**Task to carry out:**
Output the entries that follow, word for word.

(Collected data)
▬▬▬

//! Market quote value object

use crate::domain::errors::ValidationError;

/// A point-in-time quote for one symbol. The tick age is derived by the
/// oracle adapter from its own call latency and acts as the freshness proxy.
#[derive(Debug, Clone, Copy, PartialEq)]
pub struct MarketQuote {
    pub price: f64,
    pub bid: f64,
    pub ask: f64,
    pub tick_age_ms: u64,
}

impl MarketQuote {
    pub fn new(price: f64, bid: f64, ask: f64, tick_age_ms: u64) -> Result<Self, ValidationError> {
        for v in [price, bid, ask] {
            if !v.is_finite() {
                return Err(ValidationError::MustBeFinite);
            }
            if v <= 0.0 {
                return Err(ValidationError::InvalidPrice(format!(
                    "quote fields must be positive, got {}",
                    v
                )));
            }
        }
        if bid > ask {
            return Err(ValidationError::InvalidPrice(format!(
                "crossed quote: bid {} > ask {}",
                bid, ask
            )));
        }
        Ok(Self {
            price,
            bid,
            ask,
            tick_age_ms,
        })
    }

    /// Bid/ask spread expressed in basis points of the mid price.
    pub fn spread_bps(&self) -> f64 {
        (self.ask - self.bid) / self.price * 10_000.0
    }
}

▬▬▬

**Result:**
//! Market quote value object

use crate::domain::errors::ValidationError;

/// A point-in-time quote for one symbol. The tick age is derived by the
/// oracle adapter from its own call latency and acts as the freshness proxy.
#[derive(Debug, Clone, Copy, PartialEq)]
pub struct MarketQuote {
    pub price: f64,
    pub bid: f64,
    pub ask: f64,
    pub tick_age_ms: u64,
}

impl MarketQuote {
    pub fn new(price: f64, bid: f64, ask: f64, tick_age_ms: u64) -> Result<Self, ValidationError> {
        for v in [price, bid, ask] {
            if !v.is_finite() {
                return Err(ValidationError::MustBeFinite);
            }
            if v <= 0.0 {
                return Err(ValidationError::InvalidPrice(format!(
                    "quote fields must be positive, got {}",
                    v
                )));
            }
        }
        if bid > ask {
            return Err(ValidationError::InvalidPrice(format!(
                "crossed quote: bid {} > ask {}",
                bid, ask
            )));
        }
        Ok(Self {
            price,
            bid,
            ask,
            tick_age_ms,
        })
    }

    /// Bid/ask spread expressed in basis points of the mid price.
    pub fn spread_bps(&self) -> f64 {
        (self.ask - self.bid) / self.price * 10_000.0
    }
}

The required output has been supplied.